# Used TiVo Mini - how I got it working



## LesterNubbyChuck (Jan 13, 2016)

Just posting this to save someone the time and headache I went through setting up a USED TiVo Mini I bought off Amazon.

First, I had to call into Tivo to get it activated. You can't do this over the web for a used unit. Customer service is only open 7A-7P Pacific Time, so be ready for that.

They're going to want a ticket number from you. If the seller doesn't call into TiVo themselves and notify them that it's been sold, TiVo won't activate the unit for you. Fortunately, the seller I had on Amazon was really cool and called right away. The seller then gave me a ticket number, which I gave to customer service.

Good to go? Not yet.

I couldn't get the Mini to "see" my Roamio on the home network. Forced connection to TiVo at least 20 times on both units.

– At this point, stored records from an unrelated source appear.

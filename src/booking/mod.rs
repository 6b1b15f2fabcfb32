//! The slot-assignment engine: finds the next free appointment slot for
//! an office and issues turnos atomically.
//!
//! Everything here runs against the [`Store`] abstraction, so the same
//! code drives the Postgres transaction in production and an in-memory
//! store in tests.

pub mod issue;
pub mod lifecycle;
pub mod slot;

use std::error::Error as StdError;

use async_trait::async_trait;
use derive_more::{Display, From};
use time::{Date, Time};

use crate::db::{
    level, municipality,
    office::{self, Office},
    requester::{self, Curp, Fields, InvalidCurp},
    schedule::{Weekday, WeeklyHours},
    subject,
    ticket::{self, Snapshot, Status, Ticket},
};

pub use self::{issue::issue_ticket, slot::find_next_slot};

/// Appointment slot granularity, in whole minutes. Shared by the
/// rounding and the stepping of the slot finder.
pub const SLOT_MINUTES: i64 = 30;

/// How many calendar days ahead the slot finder scans before giving up.
pub const HORIZON_DAYS: i64 = 30;

/// Storage operations the engine runs against.
///
/// Occupancy reads are advisory: they are performed without locks, and
/// the store's uniqueness guarantees on inserted tickets are the final
/// authority. [`Store::next_folio`] must serialize concurrent callers
/// per municipality.
#[async_trait]
pub trait Store {
    async fn weekly_hours(
        &self,
        office: office::Id,
        weekday: Weekday,
    ) -> Result<Option<WeeklyHours>, Error>;

    /// Number of non-cancelled tickets of an office on a date.
    async fn booked_count(
        &self,
        office: office::Id,
        on: Date,
    ) -> Result<i64, Error>;

    /// Whether a non-cancelled ticket occupies the exact slot.
    async fn slot_taken(
        &self,
        office: office::Id,
        on: Date,
        at: Time,
    ) -> Result<bool, Error>;

    async fn office_by_id(
        &self,
        id: office::Id,
    ) -> Result<Option<Office>, Error>;

    /// Creates the requester or overwrites its mutable fields (last
    /// submission wins), returning its id.
    async fn upsert_requester(
        &self,
        curp: &Curp,
        fields: &Fields,
    ) -> Result<requester::Id, Error>;

    async fn update_requester(
        &self,
        id: requester::Id,
        fields: &Fields,
    ) -> Result<(), Error>;

    /// Locked read-increment of the municipality's folio counter.
    async fn next_folio(
        &self,
        municipality: municipality::Id,
    ) -> Result<i32, Error>;

    async fn insert_ticket(&self, ticket: &Ticket) -> Result<(), Error>;

    async fn ticket_by_number(
        &self,
        number: i32,
        curp: &Curp,
    ) -> Result<Option<Snapshot>, Error>;

    /// Transitions the ticket's status, only if it currently is `from`.
    /// Returns whether a transition happened.
    async fn update_ticket_status(
        &self,
        id: ticket::Id,
        from: Status,
        to: Status,
    ) -> Result<bool, Error>;

    /// Rewrites the ticket's routing, only if its status currently is
    /// `from`. Returns whether an update happened.
    async fn update_ticket_route(
        &self,
        id: ticket::Id,
        route: &Route,
        from: Status,
    ) -> Result<bool, Error>;
}

/// Where a turno is routed: the office that serves it and what it is
/// about. The only ticket fields a public edit may change.
#[derive(Clone, Copy, Debug)]
pub struct Route {
    pub office: office::Id,
    pub level: level::Id,
    pub subject: subject::Id,
}

#[derive(Debug, Display, From)]
pub enum Error {
    #[display("no appointment slots available within the booking horizon")]
    NoAvailability,

    #[display("unknown office: {_0}")]
    UnknownOffice(office::Id),

    /// The slot picked by the finder was taken by a concurrent
    /// issuance before this one could commit.
    #[display("the assigned slot was taken by a concurrent request")]
    SlotTaken,

    #[display("an open turno already exists for this CURP")]
    DuplicateRequest,

    #[display("office, level, or subject does not exist")]
    InvalidReference,

    /// Lookup misses and ineligible statuses are deliberately folded
    /// into one message, so callers cannot probe which field was wrong.
    #[display("ticket not found or not eligible")]
    NotEligible,

    #[display("missing required field: {_0}")]
    MissingField(&'static str),

    #[display("{_0}")]
    #[from]
    InvalidCurp(InvalidCurp),

    #[display("storage error: {_0}")]
    #[from]
    Store(Box<dyn StdError + Send + Sync>),
}

impl StdError for Error {
    fn source(&self) -> Option<&(dyn StdError + 'static)> {
        match self {
            Self::Store(e) => Some(e.as_ref()),
            _ => None,
        }
    }
}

I was concerned it was because I was using ethernet over my power lines, not MoCa. 

Tried everything. Opening ports on my router. Rebooted EVERYTHING several times. Setting a fixed IP address. Kept getting the message "cannot find Office Box." Eventually, it "saw" my Roamio, but would only play recorded files, nothing "live" off the tuner. "Dammit," I thought, "I bought a brick."

Then it hit me. 

I didn't do the most basic thing I should have. Reset to factory settings. Duh. All these days, all these futile Google searches. Reset. TiVo Central > Settings & Messages > Help > Restart or Reset System.

Done. I now have glorious live TV in my bedroom. And I only paid $65 for a used Mini!


----------



## jamesteixeira (Nov 22, 2014)

$65 if you don't figure in all the work and frustration. But I guess you learned something as well so maybe it's a wash. Thanks for the info.


----------